//! hcso - provider core for a sovereign-cloud tenant
//!
//! Read-side data sources and resource lifecycle handlers against the
//! vendor REST APIs, plus the acceptance harness that exercises them.
//!
//! # Module Structure
//!
//! - [`cloud`] - Credentials, HTTP transport and the explicit client handle
//! - [`pipeline`] - Query filters, marker pagination and record flattening
//! - [`resource`] - Data sources and the Workspace service resource
//! - [`acceptance`] - Multi-step acceptance tests against a provisioner
//! - [`config`] - Persistent configuration
//! - [`error`] - Error types

pub mod acceptance;
pub mod cloud;
pub mod config;
pub mod error;
pub mod pipeline;
pub mod resource;

pub use error::{Error, Result};

/// Version injected at compile time via HCSO_VERSION env var (set by CI/CD),
/// or "dev" for local builds.
pub const VERSION: &str = match option_env!("HCSO_VERSION") {
    Some(v) => v,
    None => "dev",
};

TASK REQUIREMENTS:
Quote only the lines from the line containing "pub mod acceptance;" through the end of the entries, keeping the first and the last.

ANSWER SPACE:
pub mod acceptance;
pub mod cloud;
pub mod config;
pub mod error;
pub mod pipeline;
pub mod resource;

pub use error::{Error, Result};

/// Version injected at compile time via HCSO_VERSION env var (set by CI/CD),
/// or "dev" for local builds.
pub const VERSION: &str = match option_env!("HCSO_VERSION") {
    Some(v) => v,
    None => "dev",
};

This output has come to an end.